**Your instructions**
The response must restate the data exactly, with nothing left out.

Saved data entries
[Start of Attachment]
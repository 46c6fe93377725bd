//! Assembles a [`StreamAdapter`] from config and collaborators.

use std::sync::Arc;

use indexmap::IndexMap;

use super::lifecycle::{Component, StreamAdapter};
use super::scheduler::Scheduler;
use super::state::{RenderState, StateAggregator, StateListener, ValueMap};
use crate::config::AdapterConfig;
use crate::logger::{ConsoleSink, Logger, ScopedLogger};
use crate::stream::StreamRef;

/// Builder for [`StreamAdapter`].
///
/// # Example
///
/// ```rust,ignore
/// let queue = TurnQueue::new();
/// let ticker = Subject::with_value(100);
///
/// let adapter = AdapterBuilder::new(listener, queue.clone())
///     .config(AdapterConfig::default().with_debug_name("Ticker"))
///     .static_stream("price", ticker.to_stream())
///     .build();
///
/// adapter.attach(&Props::new().with("symbol", "ACME"))?;
/// queue.run_turn();
/// ```
pub struct AdapterBuilder {
    listener: Arc<dyn StateListener>,
    scheduler: Arc<dyn Scheduler>,
    config: AdapterConfig,
    instance: Option<Arc<dyn Component>>,
    static_streams: IndexMap<String, StreamRef>,
    logger: Option<Arc<Logger>>,
}

impl AdapterBuilder {
    pub fn new(listener: Arc<dyn StateListener>, scheduler: Arc<dyn Scheduler>) -> Self {
        Self {
            listener,
            scheduler,
            config: AdapterConfig::default(),
            instance: None,
            static_streams: IndexMap::new(),
            logger: None,
        }
    }

    pub fn config(mut self, config: AdapterConfig) -> Self {
        self.config = config;
        self
    }

    /// The wrapped component instance that sink properties attach to.
    pub fn instance(mut self, instance: Arc<dyn Component>) -> Self {
        self.instance = Some(instance);
        self
    }

    /// A stream bound for the whole attached lifetime, independent of props.
    pub fn static_stream(mut self, key: impl Into<String>, stream: StreamRef) -> Self {
        self.static_streams.insert(key.into(), stream);
        self
    }

    /// Use `logger` instead of [`Logger::global`].
    ///
    /// A configured `log_level` is applied to this logger, and so to every
    /// adapter sharing it.
    pub fn logger(mut self, logger: Arc<Logger>) -> Self {
        self.logger = Some(logger);
        self
    }

    pub fn build(self) -> StreamAdapter {
        let logger = match (self.logger, self.config.log_level) {
            (Some(logger), level) => {
                if let Some(level) = level {
                    logger.set_level(level);
                }
                logger
            }
            // A private console logger, so the global threshold stays untouched
            (None, Some(level)) => Arc::new(Logger::new(level, Arc::new(ConsoleSink))),
            (None, None) => Logger::global(),
        };
        let log = ScopedLogger::new(logger, self.config.debug_name);

        let initial = RenderState::new(ValueMap::new(), self.config.default_values);
        let state = StateAggregator::new(initial, self.scheduler, self.listener, log.clone());
        StreamAdapter::new(state, self.instance, self.static_streams, log)
    }
}

#[cfg(test)]
mod tests {
    use super::*;
    use crate::adapter::scheduler::TurnQueue;
    use crate::error::StreamError;
    use crate::logger::{LogLevel, MemorySink};
    use crate::props::Props;
    use serde_json::Value;

    struct Quiet;

    impl StateListener for Quiet {
        fn state_changed(&self, _state: &RenderState) {}
        fn stream_failed(&self, _key: &str, _error: &StreamError) {}
    }

    fn builder() -> AdapterBuilder {
        AdapterBuilder::new(Arc::new(Quiet), TurnQueue::new())
    }

    #[test]
    fn configured_level_leaves_global_logger_alone() {
        let before = Logger::global().level();
        let target = if before == LogLevel::Debug {
            LogLevel::Error
        } else {
            LogLevel::Debug
        };

        let _adapter = builder()
            .config(AdapterConfig::default().with_log_level(target))
            .build();

        assert_eq!(Logger::global().level(), before);
    }

    #[test]
    fn configured_level_applies_to_injected_logger() {
        let sink = MemorySink::new();
        let logger = Arc::new(Logger::new(LogLevel::None, sink.clone()));

        let adapter = builder()
            .config(
                AdapterConfig::default()
                    .with_debug_name("Ticker")
                    .with_log_level(LogLevel::Info),
            )
            .logger(logger.clone())
            .build();
        adapter.attach(&Props::new()).unwrap();

        assert_eq!(logger.level(), LogLevel::Info);
        assert_eq!(
            sink.messages(LogLevel::Info),
            vec!["Ticker component did mount".to_string()]
        );
    }

    #[test]
    fn default_values_seed_stream_values() {
        let adapter = builder()
            .config(AdapterConfig::default().with_default_value("price", 0))
            .build();

        assert_eq!(adapter.render().get("price"), Some(&Value::from(0)));
        assert!(adapter.state().plain_values().is_empty());
    }
}
//! Error types.
//!
//! Only lifecycle misuse and configuration problems are errors. Unconnected
//! sinks, redundant unsubscribes and redundant key deletions are recovered
//! locally and reported through the logger instead.

use std::fmt;

use crate::adapter::Phase;

/// Errors returned by the lifecycle adapter.
#[derive(Debug, Clone, PartialEq, Eq, thiserror::Error)]
pub enum AdapterError {
    /// A lifecycle hook was invoked from a phase that does not allow it.
    #[error("cannot {operation} an adapter that is {from}")]
    InvalidTransition {
        from: Phase,
        operation: &'static str,
    },
}

/// Errors raised while loading configuration.
#[derive(Debug, thiserror::Error)]
pub enum ConfigError {
    #[error("unknown log level: {0:?}")]
    UnknownLogLevel(String),

    #[error("invalid adapter config: {0}")]
    Json(#[from] serde_json::Error),
}

/// Errors raised while choosing a scheduler.
#[derive(Debug, Clone, PartialEq, Eq, thiserror::Error)]
pub enum SchedulerError {
    #[error("no tokio runtime is running on this thread")]
    NoRuntime,

    /// Worker threads could run a deferred flush while the current turn is
    /// still writing, so one turn could publish more than once.
    #[error("tokio scheduler needs a current-thread runtime, found {0}")]
    UnsupportedRuntime(String),
}

/// Terminal failure signalled by a stream.
///
/// The adapter never retries or resubscribes after one of these; it hands
/// the error to the host's listener.
#[derive(Debug, Clone, PartialEq, Eq)]
pub struct StreamError {
    message: String,
}

impl StreamError {
    pub fn new(message: impl Into<String>) -> Self {
        Self {
            message: message.into(),
        }
    }

    pub fn message(&self) -> &str {
        &self.message
    }
}

impl fmt::Display for StreamError {
    fn fmt(&self, f: &mut fmt::Formatter<'_>) -> fmt::Result {
        f.write_str(&self.message)
    }
}

impl std::error::Error for StreamError {}

impl From<&str> for StreamError {
    fn from(message: &str) -> Self {
        Self::new(message)
    }
}

impl From<String> for StreamError {
    fn from(message: String) -> Self {
        Self::new(message)
    }
}

pub type Result<T> = std::result::Result<T, AdapterError>;

#[cfg(test)]
mod tests {
    use super::*;

    #[test]
    fn invalid_transition_message_names_phase_and_operation() {
        let err = AdapterError::InvalidTransition {
            from: Phase::Detached,
            operation: "update",
        };
        assert_eq!(err.to_string(), "cannot update an adapter that is detached");
    }

    #[test]
    fn unsupported_runtime_names_flavor() {
        let err = SchedulerError::UnsupportedRuntime("MultiThread".to_string());
        assert_eq!(
            err.to_string(),
            "tokio scheduler needs a current-thread runtime, found MultiThread"
        );
    }

    #[test]
    fn stream_error_displays_message() {
        let err = StreamError::from("socket closed");
        assert_eq!(err.to_string(), "socket closed");
        assert_eq!(err.message(), "socket closed");
    }
}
[End of Attachment]
**Written solution**
repository 46c6fe93377725bd
//! Assembles a [`StreamAdapter`] from config and collaborators.

use std::sync::Arc;

use indexmap::IndexMap;

use super::lifecycle::{Component, StreamAdapter};
use super::scheduler::Scheduler;
use super::state::{RenderState, StateAggregator, StateListener, ValueMap};
use crate::config::AdapterConfig;
use crate::logger::{ConsoleSink, Logger, ScopedLogger};
use crate::stream::StreamRef;

/// Builder for [`StreamAdapter`].
///
/// # Example
///
/// ```rust,ignore
/// let queue = TurnQueue::new();
/// let ticker = Subject::with_value(100);
///
/// let adapter = AdapterBuilder::new(listener, queue.clone())
///     .config(AdapterConfig::default().with_debug_name("Ticker"))
///     .static_stream("price", ticker.to_stream())
///     .build();
///
/// adapter.attach(&Props::new().with("symbol", "ACME"))?;
/// queue.run_turn();
/// ```
pub struct AdapterBuilder {
    listener: Arc<dyn StateListener>,
    scheduler: Arc<dyn Scheduler>,
    config: AdapterConfig,
    instance: Option<Arc<dyn Component>>,
    static_streams: IndexMap<String, StreamRef>,
    logger: Option<Arc<Logger>>,
}

impl AdapterBuilder {
    pub fn new(listener: Arc<dyn StateListener>, scheduler: Arc<dyn Scheduler>) -> Self {
        Self {
            listener,
            scheduler,
            config: AdapterConfig::default(),
            instance: None,
            static_streams: IndexMap::new(),
            logger: None,
        }
    }

    pub fn config(mut self, config: AdapterConfig) -> Self {
        self.config = config;
        self
    }

    /// The wrapped component instance that sink properties attach to.
    pub fn instance(mut self, instance: Arc<dyn Component>) -> Self {
        self.instance = Some(instance);
        self
    }

    /// A stream bound for the whole attached lifetime, independent of props.
    pub fn static_stream(mut self, key: impl Into<String>, stream: StreamRef) -> Self {
        self.static_streams.insert(key.into(), stream);
        self
    }

    /// Use `logger` instead of [`Logger::global`].
    ///
    /// A configured `log_level` is applied to this logger, and so to every
    /// adapter sharing it.
    pub fn logger(mut self, logger: Arc<Logger>) -> Self {
        self.logger = Some(logger);
        self
    }

    pub fn build(self) -> StreamAdapter {
        let logger = match (self.logger, self.config.log_level) {
            (Some(logger), level) => {
                if let Some(level) = level {
                    logger.set_level(level);
                }
                logger
            }
            // A private console logger, so the global threshold stays untouched
            (None, Some(level)) => Arc::new(Logger::new(level, Arc::new(ConsoleSink))),
            (None, None) => Logger::global(),
        };
        let log = ScopedLogger::new(logger, self.config.debug_name);

        let initial = RenderState::new(ValueMap::new(), self.config.default_values);
        let state = StateAggregator::new(initial, self.scheduler, self.listener, log.clone());
        StreamAdapter::new(state, self.instance, self.static_streams, log)
    }
}

#[cfg(test)]
mod tests {
    use super::*;
    use crate::adapter::scheduler::TurnQueue;
    use crate::error::StreamError;
    use crate::logger::{LogLevel, MemorySink};
    use crate::props::Props;
    use serde_json::Value;

    struct Quiet;

    impl StateListener for Quiet {
        fn state_changed(&self, _state: &RenderState) {}
        fn stream_failed(&self, _key: &str, _error: &StreamError) {}
    }

    fn builder() -> AdapterBuilder {
        AdapterBuilder::new(Arc::new(Quiet), TurnQueue::new())
    }

    #[test]
    fn configured_level_leaves_global_logger_alone() {
        let before = Logger::global().level();
        let target = if before == LogLevel::Debug {
            LogLevel::Error
        } else {
            LogLevel::Debug
        };

        let _adapter = builder()
            .config(AdapterConfig::default().with_log_level(target))
            .build();

        assert_eq!(Logger::global().level(), before);
    }

    #[test]
    fn configured_level_applies_to_injected_logger() {
        let sink = MemorySink::new();
        let logger = Arc::new(Logger::new(LogLevel::None, sink.clone()));

        let adapter = builder()
            .config(
                AdapterConfig::default()
                    .with_debug_name("Ticker")
                    .with_log_level(LogLevel::Info),
            )
            .logger(logger.clone())
            .build();
        adapter.attach(&Props::new()).unwrap();

        assert_eq!(logger.level(), LogLevel::Info);
        assert_eq!(
            sink.messages(LogLevel::Info),
            vec!["Ticker component did mount".to_string()]
        );
    }

    #[test]
    fn default_values_seed_stream_values() {
        let adapter = builder()
            .config(AdapterConfig::default().with_default_value("price", 0))
            .build();

        assert_eq!(adapter.render().get("price"), Some(&Value::from(0)));
        assert!(adapter.state().plain_values().is_empty());
    }
}
//! Error types.
//!
//! Only lifecycle misuse and configuration problems are errors. Unconnected
//! sinks, redundant unsubscribes and redundant key deletions are recovered
//! locally and reported through the logger instead.

use std::fmt;

use crate::adapter::Phase;

/// Errors returned by the lifecycle adapter.
#[derive(Debug, Clone, PartialEq, Eq, thiserror::Error)]
pub enum AdapterError {
    /// A lifecycle hook was invoked from a phase that does not allow it.
    #[error("cannot {operation} an adapter that is {from}")]
    InvalidTransition {
        from: Phase,
        operation: &'static str,
    },
}

/// Errors raised while loading configuration.
#[derive(Debug, thiserror::Error)]
pub enum ConfigError {
    #[error("unknown log level: {0:?}")]
    UnknownLogLevel(String),

    #[error("invalid adapter config: {0}")]
    Json(#[from] serde_json::Error),
}

/// Errors raised while choosing a scheduler.
#[derive(Debug, Clone, PartialEq, Eq, thiserror::Error)]
pub enum SchedulerError {
    #[error("no tokio runtime is running on this thread")]
    NoRuntime,

    /// Worker threads could run a deferred flush while the current turn is
    /// still writing, so one turn could publish more than once.
    #[error("tokio scheduler needs a current-thread runtime, found {0}")]
    UnsupportedRuntime(String),
}

/// Terminal failure signalled by a stream.
///
/// The adapter never retries or resubscribes after one of these; it hands
/// the error to the host's listener.
#[derive(Debug, Clone, PartialEq, Eq)]
pub struct StreamError {
    message: String,
}

impl StreamError {
    pub fn new(message: impl Into<String>) -> Self {
        Self {
            message: message.into(),
        }
    }

    pub fn message(&self) -> &str {
        &self.message
    }
}

impl fmt::Display for StreamError {
    fn fmt(&self, f: &mut fmt::Formatter<'_>) -> fmt::Result {
        f.write_str(&self.message)
    }
}

impl std::error::Error for StreamError {}

impl From<&str> for StreamError {
    fn from(message: &str) -> Self {
        Self::new(message)
    }
}

impl From<String> for StreamError {
    fn from(message: String) -> Self {
        Self::new(message)
    }
}

pub type Result<T> = std::result::Result<T, AdapterError>;

#[cfg(test)]
mod tests {
    use super::*;

    #[test]
    fn invalid_transition_message_names_phase_and_operation() {
        let err = AdapterError::InvalidTransition {
            from: Phase::Detached,
            operation: "update",
        };
        assert_eq!(err.to_string(), "cannot update an adapter that is detached");
    }

    #[test]
    fn unsupported_runtime_names_flavor() {
        let err = SchedulerError::UnsupportedRuntime("MultiThread".to_string());
        assert_eq!(
            err.to_string(),
            "tokio scheduler needs a current-thread runtime, found MultiThread"
        );
    }

    #[test]
    fn stream_error_displays_message() {
        let err = StreamError::from("socket closed");
        assert_eq!(err.to_string(), "socket closed");
        assert_eq!(err.message(), "socket closed");
    }
}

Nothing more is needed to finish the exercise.